Les requêtes préparées ? [ Expliqué ]

Bonjour,

Je débute dans le pdo, et certains membre du forum m'ont aidé dans mon code. On me parle de requêtes préparées, ou les utilises quand ?

Pour interroger la bdd avec le remplissage d'un champ ou pour renter de la donnée ?

J'ai du mal à piger le truc. J'ai bien le tuto du site :

https://openclassrooms.com/courses/concevez-votre-site-web-avec-php-et-mysql/lire-des-donnees-2

mais c'est pas très clair dans mon esprit : query et prepare

Le code fonctionne mais j'aimerai savoir ce qui est le mieux à coder pour être tranquille. Préparées ou pas ?

Le but est d'apprendre pour éviter d'ennuyer le monde à chaque problème ...

Merci d'avance de vos explications. Si vous avez des tutos, je suis preneur.

J'adore apprendre
Modifié par Tintin75 (24 Jan 2016 - 14:56)

salut,
les requêtes préparées sont utilisées dans le but de figer une requête afin de la réutiliser plus tard dans ton code.
La requête est ainsi compiler et analysée une seule fois par ta bdd. Elles permettent donc d'optimiser les requêtes redondantes et surtout d'éviter les injections SQL.

Si par exemple tu comptes récupérer de la même table les mêmes informations plusieurs fois dans ton application et qui ne varieront que par l'identifiant primaire (par exemple), il est préférable (voir même logique) de créer une requête préparée que tu exécuteras par la suite en indiquant le paramètre qui varie :

SELECT nom, prenom FROM table WHERE id = ?

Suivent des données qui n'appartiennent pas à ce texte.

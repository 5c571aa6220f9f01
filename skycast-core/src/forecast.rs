//! Pure derivation of the three weather panels from a [`WeatherSnapshot`].

use chrono::{NaiveDateTime, TimeZone};
use serde::Serialize;

use crate::{
    config::Limits,
    model::{ForecastEntry, WeatherSnapshot},
};

const KELVIN_OFFSET: f64 = 273.15;

/// `round(kelvin - 273.15)`, rounding half away from zero.
pub fn kelvin_to_celsius(kelvin: f64) -> i64 {
    (kelvin - KELVIN_OFFSET).round() as i64
}

/// Large icon variant, used for current conditions.
pub fn large_icon_url(icon_host: &str, code: &str) -> String {
    format!("{}/{code}@4x.png", icon_host.trim_end_matches('/'))
}

/// Small icon variant, used for forecast items.
pub fn small_icon_url(icon_host: &str, code: &str) -> String {
    format!("{}/{code}.png", icon_host.trim_end_matches('/'))
}

#[derive(Debug, Clone, PartialEq, Serialize)]
pub struct CurrentView {
    pub city: String,
    pub temp_c: i64,
    pub description: String,
    pub icon_url: String,
}

#[derive(Debug, Clone, PartialEq, Serialize)]
pub struct HourlyItem {
    /// 12-hour clock label, e.g. `3 PM`.
    pub label: String,
    pub temp_c: i64,
    pub icon_url: String,
}

#[derive(Debug, Clone, PartialEq, Serialize)]
pub struct DailyItem {
    /// Full weekday name, e.g. `Monday`.
    pub weekday: String,
    /// Short month/day of the group's first entry, e.g. `Oct 19`.
    pub date: String,
    pub icon_url: String,
    /// Mean of the group's Kelvin readings, then converted.
    pub temp_c: i64,
}

/// Everything the view draws for a found city.
#[derive(Debug, Clone, PartialEq, Serialize)]
pub struct WeatherView {
    pub current: CurrentView,
    pub hourly: Vec<HourlyItem>,
    pub weekly: Vec<DailyItem>,
}

impl WeatherView {
    pub fn build<Tz: TimeZone>(
        snapshot: &WeatherSnapshot,
        limits: &Limits,
        icon_host: &str,
        tz: &Tz,
    ) -> Self {
        let current = &snapshot.current;
        Self {
            current: CurrentView {
                city: current.name.clone(),
                temp_c: kelvin_to_celsius(current.temp_kelvin),
                description: current.description.clone(),
                icon_url: large_icon_url(icon_host, &current.icon),
            },
            hourly: hourly(&snapshot.forecast, limits.hourly_window, icon_host, tz),
            weekly: weekly(&snapshot.forecast, limits.weekly_days, icon_host, tz),
        }
    }
}

/// The first `window` entries, in input order.
pub fn hourly<Tz: TimeZone>(
    entries: &[ForecastEntry],
    window: usize,
    icon_host: &str,
    tz: &Tz,
) -> Vec<HourlyItem> {
    entries
        .iter()
        .take(window)
        .map(|entry| HourlyItem {
            label: local_time(entry.dt, tz)
                .map(|t| t.format("%-I %p").to_string())
                .unwrap_or_default(),
            temp_c: kelvin_to_celsius(entry.temp_kelvin),
            icon_url: small_icon_url(icon_host, &entry.icon),
        })
        .collect()
}

/// Entries grouped by weekday name, keeping the first `max_days` groups in encounter order.
///
/// Grouping is by name rather than by date, so a forecast longer than a week
/// folds later days into the earlier group with the same name.
pub fn weekly<Tz: TimeZone>(
    entries: &[ForecastEntry],
    max_days: usize,
    icon_host: &str,
    tz: &Tz,
) -> Vec<DailyItem> {
    let mut groups: Vec<(String, NaiveDateTime, Vec<&ForecastEntry>)> = Vec::new();

    for entry in entries {
        let Some(time) = local_time(entry.dt, tz) else {
            tracing::debug!(dt = entry.dt, "skipping forecast entry with unrepresentable timestamp");
            continue;
        };
        let weekday = time.format("%A").to_string();

        match groups.iter_mut().find(|(name, _, _)| *name == weekday) {
            Some((_, _, members)) => members.push(entry),
            None => groups.push((weekday, time, vec![entry])),
        }
    }

    groups
        .into_iter()
        .take(max_days)
        .map(|(weekday, first_time, members)| {
            let mean = members.iter().map(|e| e.temp_kelvin).sum::<f64>() / members.len() as f64;
            DailyItem {
                weekday,
                date: first_time.format("%b %-d").to_string(),
                icon_url: small_icon_url(icon_host, &members[0].icon),
                temp_c: kelvin_to_celsius(mean),
            }
        })
        .collect()
}

fn local_time<Tz: TimeZone>(dt: i64, tz: &Tz) -> Option<NaiveDateTime> {
    tz.timestamp_opt(dt, 0).single().map(|t| t.naive_local())
}

#[cfg(test)]
mod tests {
    use super::*;
    use crate::model::CurrentConditions;
    use chrono::{FixedOffset, Utc};

    const HOST: &str = "https://openweathermap.org/img/wn";
    // 2024-01-01 00:00:00 UTC, a Monday.
    const MONDAY: i64 = 1_704_067_200;
    const HOUR: i64 = 3_600;
    const DAY: i64 = 86_400;

    fn entry(dt: i64, temp_kelvin: f64, icon: &str) -> ForecastEntry {
        ForecastEntry { dt, temp_kelvin, icon: icon.to_string() }
    }

    #[test]
    fn kelvin_conversion_rounds() {
        assert_eq!(kelvin_to_celsius(300.0), 27);
        assert_eq!(kelvin_to_celsius(273.15), 0);
        assert_eq!(kelvin_to_celsius(274.0), 1);
        assert_eq!(kelvin_to_celsius(260.0), -13);
    }

    #[test]
    fn icon_urls_use_size_variants() {
        assert_eq!(large_icon_url(HOST, "10d"), "https://openweathermap.org/img/wn/10d@4x.png");
        assert_eq!(
            small_icon_url(&format!("{HOST}/"), "10d"),
            "https://openweathermap.org/img/wn/10d.png"
        );
    }

    #[test]
    fn hourly_takes_first_window_in_order() {
        let entries: Vec<_> = (0..10)
            .map(|i| entry(MONDAY + i * 3 * HOUR, 280.0 + i as f64, &format!("0{i}d")))
            .collect();

        let items = hourly(&entries, 8, HOST, &Utc);

        assert_eq!(items.len(), 8);
        let labels: Vec<_> = items.iter().map(|i| i.label.as_str()).collect();
        assert_eq!(labels, ["12 AM", "3 AM", "6 AM", "9 AM", "12 PM", "3 PM", "6 PM", "9 PM"]);
        assert_eq!(items[0].temp_c, kelvin_to_celsius(280.0));
        assert_eq!(items[7].icon_url, small_icon_url(HOST, "07d"));
    }

    #[test]
    fn hourly_labels_follow_time_zone() {
        let entries = [entry(MONDAY, 290.0, "01d")];
        let plus_two = FixedOffset::east_opt(2 * 3_600).unwrap();

        let items = hourly(&entries, 8, HOST, &plus_two);
        assert_eq!(items[0].label, "2 AM");
    }

    #[test]
    fn weekly_groups_by_weekday_and_averages_kelvin() {
        let entries = [
            entry(MONDAY, 280.0, "01d"),
            entry(MONDAY + 12 * HOUR, 281.0, "02d"),
            entry(MONDAY + DAY, 290.0, "10d"),
            entry(MONDAY + DAY + 3 * HOUR, 291.0, "11d"),
        ];

        let days = weekly(&entries, 7, HOST, &Utc);

        assert_eq!(days.len(), 2);
        assert_eq!(days[0].weekday, "Monday");
        assert_eq!(days[0].date, "Jan 1");
        assert_eq!(days[0].icon_url, small_icon_url(HOST, "01d"));
        // mean(280.0, 281.0) = 280.5 -> 7.35 -> 7
        assert_eq!(days[0].temp_c, 7);
        assert_eq!(days[1].weekday, "Tuesday");
        assert_eq!(days[1].date, "Jan 2");
        assert_eq!(days[1].icon_url, small_icon_url(HOST, "10d"));
        assert_eq!(days[1].temp_c, 17);
    }

    #[test]
    fn weekly_mean_is_taken_before_conversion() {
        // Rounding each entry first would give 0, 0 and 1, which averages to 0.
        let entries = [
            entry(MONDAY, 273.6, "01d"),
            entry(MONDAY + HOUR, 273.6, "01d"),
            entry(MONDAY + 2 * HOUR, 274.14, "01d"),
        ];
        let days = weekly(&entries, 7, HOST, &Utc);
        // mean 273.78 -> 0.63 -> 1
        assert_eq!(days[0].temp_c, 1);
    }

    #[test]
    fn weekly_caps_groups_in_encounter_order() {
        let entries: Vec<_> = (0..9).map(|d| entry(MONDAY + d * DAY, 280.0, "01d")).collect();

        let days = weekly(&entries, 7, HOST, &Utc);

        let names: Vec<_> = days.iter().map(|d| d.weekday.as_str()).collect();
        assert_eq!(
            names,
            ["Monday", "Tuesday", "Wednesday", "Thursday", "Friday", "Saturday", "Sunday"]
        );
        // Days 8 and 9 fold into the first Monday and Tuesday groups.
        assert_eq!(days[0].date, "Jan 1");
    }

    #[test]
    fn weekly_respects_smaller_cap() {
        let entries: Vec<_> = (0..5).map(|d| entry(MONDAY + d * DAY, 280.0, "01d")).collect();
        let days = weekly(&entries, 3, HOST, &Utc);
        assert_eq!(days.len(), 3);
        assert_eq!(days[2].weekday, "Wednesday");
    }

    #[test]
    fn view_build_uses_limits() {
        let snapshot = WeatherSnapshot {
            current: CurrentConditions {
                name: "Paris".into(),
                temp_kelvin: 300.0,
                description: "clear sky".into(),
                icon: "01d".into(),
                status: "200".into(),
            },
            forecast: (0..16).map(|i| entry(MONDAY + i * 3 * HOUR, 280.0, "01d")).collect(),
        };
        let limits = Limits { hourly_window: 4, weekly_days: 1, ..Limits::default() };

        let view = WeatherView::build(&snapshot, &limits, HOST, &Utc);

        assert_eq!(view.current.city, "Paris");
        assert_eq!(view.current.temp_c, 27);
        assert_eq!(view.current.icon_url, large_icon_url(HOST, "01d"));
        assert_eq!(view.hourly.len(), 4);
        assert_eq!(view.weekly.len(), 1);
    }
}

Ici, le point d'interrogation signifie que c'est ce paramètre qui variera.
En PDO, ça donne donc :

$req = $db->prepare("SELECT nom, prenom FROM table WHERE id = ?");
$req->execute(array($ton_id));

en supposant que la variable $db contienne ton objet PDO qui te permet de te connecter à ta BDD.

Étant donné que la requête préparée est déjà créer avant son exécution, il devient aussi impossible d'injecter un code SQL.
Pour toute donnée récupérée dynamiquement, via un formulaire par exemple, où tu permet à l'utilisateur d'interagir directement avec ta bdd, tu dois à tout prix utiliser les requêtes préparées pour introduire les paramètres variables.

L'avantage qu'a PDO est d'offrir des paramètres nommés. C'est à dire qu'au lieu de ne spécifier que des ? pour indiquer les paramètres variables, tu peux explicitement les désigner :

$req = $db->prepare("SELECT nom, prenom FROM table WHERE id = :id AND nom = :nom");
$req->execute(array(
   "id" => $ton_id,
   "nom" => $un_nom_cible
));

Tu peux même aller plus loin en ayant un contrôle sur les paramètres variables grâce à bindParam et bindValue. Tu pourras ainsi spécifier le type du paramètre variable voir même sa longueur (voir les exemples données dans les liens).


Pour les requêtes non préparées, il suffit donc d'utiliser query. Avec cette méthode, tu exécutes une requête à l'instant où tu fais appel à query.
Si ta requête est unique alors autant passer directement par query.